Striving for Healing with Bipolar Disorder
Before this point, songwriting was just another thing that I did. It wasn’t my life’s purpose, it was just something I had picked up and enjoyed. But now, when I felt like my brain and my emotions were somehow destroying my life, songwriting changed for me. It became a magical thing. The songs began to pour out of me. It was almost like I would go into a trance, and when I woke up, there would be a song. For once, I wrote a song in a minor key. I was heartbroken by the state of my life.
At this point, I googled bipolar and I discovered it was a chronic illness that never goes away. I was more scared than ever. I wanted to cure whatever was wrong with me. I learned secret meditation techniques, I got acupuncture, I bought crystals and herbal medicine.
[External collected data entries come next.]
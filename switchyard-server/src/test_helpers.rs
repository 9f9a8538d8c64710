//! Test helpers for switchyard-server unit tests.

use std::collections::BTreeSet;

use switchyard_core::Gateway;
use switchyard_types::models::{ChannelStatus, QuotaLimits, TenantQuota};
use switchyard_types::{Channel, Credential, GatewayConfig, Provider, ProviderFamily};

use crate::state::AppState;

/// One OpenAI provider and one channel `c1` for tenant `t1` at `endpoint`.
pub fn test_config(endpoint: &str) -> GatewayConfig {
    let mut config = GatewayConfig::default();
    config.providers.push(Provider {
        id: "openai".into(),
        name: "OpenAI".into(),
        family: ProviderFamily::OpenAI,
        base_url: "https://api.openai.com/v1".into(),
        models: BTreeSet::from(["gpt-x".to_string()]),
    });
    config.channels.push(Channel {
        id: "c1".into(),
        tenant_id: "t1".into(),
        provider_id: "openai".into(),
        credential: Credential::new("sk-test"),
        endpoint: Some(endpoint.into()),
        models: vec![],
        weight: 1,
        priority: 0,
        rate_limit_per_minute: None,
        status: ChannelStatus::Active,
    });
    config.quotas.push(TenantQuota::new("t1", QuotaLimits::default()));
    config
}

/// Create an `AppState` around a freshly built gateway.
pub fn test_app_state(endpoint: &str) -> AppState {
    let gateway = Gateway::builder(test_config(endpoint)).build().expect("failed to build test gateway");
    AppState::new(gateway)
}
//! Load-balancing strategies over an eligible, same-priority candidate set.

use chrono::Utc;
use dashmap::DashMap;
use rand::Rng;
use std::sync::atomic::{AtomicUsize, Ordering};
use switchyard_types::models::ScoringWeights;
use switchyard_types::StrategyKind;

use super::candidate_filter::Candidate;
use super::scoring::score;

/// Scores closer than this count as a tie.
const SCORE_EPSILON: f64 = 1e-9;

pub trait SelectionStrategy: Send + Sync {
    fn kind(&self) -> StrategyKind;

    /// `key` scopes per-request-shape state such as round-robin cursors.
    fn pick<'a>(&self, key: &str, candidates: &'a [Candidate]) -> Option<&'a Candidate>;
}

/// Probability proportional to weight; uniform when every weight is zero.
pub struct WeightedRandom;

impl SelectionStrategy for WeightedRandom {
    fn kind(&self) -> StrategyKind {
        StrategyKind::WeightedRandom
    }

    fn pick<'a>(&self, _key: &str, candidates: &'a [Candidate]) -> Option<&'a Candidate> {
        if candidates.is_empty() {
            return None;
        }
        let mut rng = rand::thread_rng();
        let total: u64 = candidates.iter().map(|c| u64::from(c.channel.weight)).sum();
        if total == 0 {
            return candidates.get(rng.gen_range(0..candidates.len()));
        }

        let mut roll = rng.gen_range(0..total);
        for candidate in candidates {
            let weight = u64::from(candidate.channel.weight);
            if roll < weight {
                return Some(candidate);
            }
            roll -= weight;
        }
        candidates.last()
    }
}

/// Cyclic order per (tenant, model) over candidates sorted by id.
#[derive(Default)]
pub struct RoundRobin {
    cursors: DashMap<String, AtomicUsize>,
}

impl SelectionStrategy for RoundRobin {
    fn kind(&self) -> StrategyKind {
        StrategyKind::RoundRobin
    }

    fn pick<'a>(&self, key: &str, candidates: &'a [Candidate]) -> Option<&'a Candidate> {
        if candidates.is_empty() {
            return None;
        }
        let position = match self.cursors.get(key) {
            Some(cursor) => cursor.fetch_add(1, Ordering::Relaxed),
            None => self
                .cursors
                .entry(key.to_string())
                .or_insert_with(|| AtomicUsize::new(0))
                .fetch_add(1, Ordering::Relaxed),
        };
        candidates.get(position % candidates.len())
    }
}

/// Fewest in-flight requests; recent usage breaks ties.
pub struct LeastConnections;

impl SelectionStrategy for LeastConnections {
    fn kind(&self) -> StrategyKind {
        StrategyKind::LeastConnections
    }

    fn pick<'a>(&self, _key: &str, candidates: &'a [Candidate]) -> Option<&'a Candidate> {
        candidates.iter().min_by_key(|c| (c.metrics.in_flight, c.metrics.recent_dispatches))
    }
}

/// Highest score; lowest recent usage breaks ties.
pub struct BestPerformance {
    weights: ScoringWeights,
}

impl BestPerformance {
    pub fn new(weights: ScoringWeights) -> Self {
        Self { weights }
    }
}

impl SelectionStrategy for BestPerformance {
    fn kind(&self) -> StrategyKind {
        StrategyKind::BestPerformance
    }

    fn pick<'a>(&self, _key: &str, candidates: &'a [Candidate]) -> Option<&'a Candidate> {
        let now = Utc::now();
        let mut best: Option<(&Candidate, f64)> = None;
        for candidate in candidates {
            let s = score(candidate, &self.weights, now);
            best = match best {
                None => Some((candidate, s)),
                Some((current, current_score)) => {
                    let better = s > current_score + SCORE_EPSILON
                        || ((s - current_score).abs() <= SCORE_EPSILON
                            && candidate.metrics.recent_dispatches < current.metrics.recent_dispatches);
                    if better {
                        Some((candidate, s))
                    } else {
                        Some((current, current_score))
                    }
                },
            };
        }
        best.map(|(c, _)| c)
    }
}
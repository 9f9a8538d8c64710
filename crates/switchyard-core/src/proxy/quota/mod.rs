//! Tenant quota enforcement.
//!
//! Each tenant record sits behind its own mutex; period rollover, the
//! pre-check and the debit all happen under that lock, so concurrent debits
//! never lose an update and a rollover is never half-applied.
//! Periods are UTC calendar days and months.

mod clock;

#[cfg(test)]
mod tests;

use chrono::{Datelike, NaiveDate};
use dashmap::DashMap;
use parking_lot::Mutex;
use serde::Serialize;
use std::sync::Arc;
use switchyard_types::models::{QuotaStatus, TenantQuota};
use switchyard_types::GatewayError;

pub use clock::{Clock, ManualClock, SystemClock};

/// Outcome of a debit. `requests` and `tokens` are what the call consumed,
/// not what every counter absorbed: a counter that would pass its limit stops
/// at the limit and `clamped` is set.
#[derive(Debug, Clone, Copy, PartialEq, Eq, Serialize)]
pub struct DebitReceipt {
    pub requests: u64,
    pub tokens: u64,
    /// Some counter hit its limit; the excess was not recorded
    pub clamped: bool,
}

pub struct QuotaEnforcer {
    records: DashMap<String, Arc<Mutex<TenantQuota>>>,
    clock: Arc<dyn Clock>,
}

impl QuotaEnforcer {
    pub fn new(clock: Arc<dyn Clock>) -> Self {
        Self { records: DashMap::new(), clock }
    }

    pub fn with_system_clock() -> Self {
        Self::new(Arc::new(SystemClock))
    }

    fn record(&self, tenant_id: &str) -> Option<Arc<Mutex<TenantQuota>>> {
        self.records.get(tenant_id).map(|r| Arc::clone(r.value()))
    }

    /// Insert or replace a tenant's quota record.
    pub fn upsert(&self, quota: TenantQuota) {
        tracing::debug!("Quota for tenant {} set to {:?}", quota.tenant_id, quota.limits);
        self.records.insert(quota.tenant_id.clone(), Arc::new(Mutex::new(quota)));
    }

    pub fn remove(&self, tenant_id: &str) -> Option<TenantQuota> {
        self.records.remove(tenant_id).map(|(_, r)| r.lock().clone())
    }

    pub fn set_status(&self, tenant_id: &str, status: QuotaStatus) -> Result<(), GatewayError> {
        let record = self
            .record(tenant_id)
            .ok_or_else(|| GatewayError::not_found(format!("No quota for tenant {}", tenant_id)))?;
        record.lock().status = status;
        tracing::info!("Quota for tenant {} is now {:?}", tenant_id, status);
        Ok(())
    }

    /// Current record with periods rolled over to now.
    pub fn usage(&self, tenant_id: &str) -> Option<TenantQuota> {
        let record = self.record(tenant_id)?;
        let mut quota = record.lock();
        self.rollover(&mut quota);
        Some(quota.clone())
    }

    /// Pre-check: may the tenant spend one more request and `estimated_tokens`?
    /// Fails closed for unknown or suspended tenants.
    pub fn authorize(&self, tenant_id: &str, estimated_tokens: u64) -> bool {
        let Some(record) = self.record(tenant_id) else {
            tracing::warn!("Denied tenant {}: no quota record", tenant_id);
            return false;
        };
        let mut quota = record.lock();
        if quota.is_suspended() {
            tracing::warn!("Denied tenant {}: quota suspended", tenant_id);
            return false;
        }
        self.rollover(&mut quota);

        let limits = quota.limits;
        let used = quota.used;
        let allowed = fits(used.daily_requests, 1, limits.daily_requests)
            && fits(used.monthly_requests, 1, limits.monthly_requests)
            && fits(used.daily_tokens, estimated_tokens, limits.daily_tokens)
            && fits(used.monthly_tokens, estimated_tokens, limits.monthly_tokens);

        if !allowed {
            tracing::info!(
                "Denied tenant {}: estimate {} tokens over limits {:?} (used {:?})",
                tenant_id,
                estimated_tokens,
                limits,
                used
            );
        }
        allowed
    }

    /// Record actual consumption. Counters are clamped at their limit; the
    /// overage is logged.
    pub fn debit(&self, tenant_id: &str, requests: u64, tokens: u64) -> Result<DebitReceipt, GatewayError> {
        let record = self
            .record(tenant_id)
            .ok_or_else(|| GatewayError::not_found(format!("No quota for tenant {}", tenant_id)))?;
        let mut quota = record.lock();
        self.rollover(&mut quota);

        let limits = quota.limits;
        let used = &mut quota.used;
        let mut clamped = false;
        used.daily_requests = add_clamped(used.daily_requests, requests, limits.daily_requests, &mut clamped);
        used.monthly_requests =
            add_clamped(used.monthly_requests, requests, limits.monthly_requests, &mut clamped);
        used.daily_tokens = add_clamped(used.daily_tokens, tokens, limits.daily_tokens, &mut clamped);
        used.monthly_tokens = add_clamped(used.monthly_tokens, tokens, limits.monthly_tokens, &mut clamped);

        if clamped {
            tracing::warn!(
                "Tenant {} overran its quota: debit of {} requests / {} tokens clamped at {:?}",
                tenant_id,
                requests,
                tokens,
                limits
            );
        }
        Ok(DebitReceipt { requests, tokens, clamped })
    }

    /// Reset counters whose period ended. Day and month are independent.
    fn rollover(&self, quota: &mut TenantQuota) {
        let today = self.clock.now().date_naive();
        let month_start = first_of_month(today);

        if quota.day != Some(today) {
            if quota.day.is_some() {
                tracing::debug!("Daily quota period rolled over for tenant {}", quota.tenant_id);
            }
            quota.used.daily_requests = 0;
            quota.used.daily_tokens = 0;
            quota.day = Some(today);
        }
        if quota.month != Some(month_start) {
            if quota.month.is_some() {
                tracing::debug!("Monthly quota period rolled over for tenant {}", quota.tenant_id);
            }
            quota.used.monthly_requests = 0;
            quota.used.monthly_tokens = 0;
            quota.month = Some(month_start);
        }
    }
}

fn first_of_month(day: NaiveDate) -> NaiveDate {
    day.with_day(1).unwrap_or(day)
}

fn fits(used: u64, add: u64, limit: Option<u64>) -> bool {
    limit.map_or(true, |limit| used.saturating_add(add) <= limit)
}

fn add_clamped(used: u64, add: u64, limit: Option<u64>, clamped: &mut bool) -> u64 {
    let next = used.saturating_add(add);
    match limit {
        Some(limit) if next > limit => {
            *clamped = true;
            limit.max(used)
        },
        _ => next,
    }
}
I even went to an alternative doctor who thought I’d feel much better if I just tried LSD. I wanted to be calm and wise and strong and happy, but nothing was working.
The third time I was diagnosed with bipolar, I was in the emergency room in Saint Paul’s hospital on boxing day. The psychiatrist told me not to be afraid of the diagnosis. At this point, I wasn’t afraid. I was a girl on a mission. I was sick of this and I was going to get better.
Finding the Words to Share my Bipolar Journey
I needed a way to tell people what was going on. I felt alone. I remember sitting down at the piano and thinking I had to write the truth. I had been bawling all night, and I thought “This isn’t time for poetry, I need to say exactly how I feel out loud. No editing out. No metaphors.”
I wrote about overdosing. I wrote about side effects of pills. I wrote about panic attacks. I wrote about being ugly and angry and scary. And I noticed, my songs started having more of an effect on people. I got emails from people telling me they could see a light at the end of the tunnel, just knowing they were not alone in feeling this way.
I want to give this story a happy ending, but I’m not there yet. I spent the next year looking for the cure, only… there isn’t one. My psychiatrist told me that from day one, yet I still wasn’t ready to hear it. The truth is, no one ever arrives. There is no “better” for any of us. We are always getting better and worse and better and worse, Bipolar is just an exaggerated version of that. I remember seeing this Douglas Coupland quote at his exhibit in the art gallery last September. When I read it, it hit me right in the heart.
“It doesn’t go away, you just learn how to live with it.”
It’s beautiful how plain it is, how truthful. He broke down the last 6 years of my life into one sentence. To me, that’s art. That is what I want to do with my music. I’m still in the process of accepting my illness and learning how to live with it. The truth is, it’s a part of me. It makes me the musician I am today. I can work with it or against it… it’s not going anywhere, but neither am I.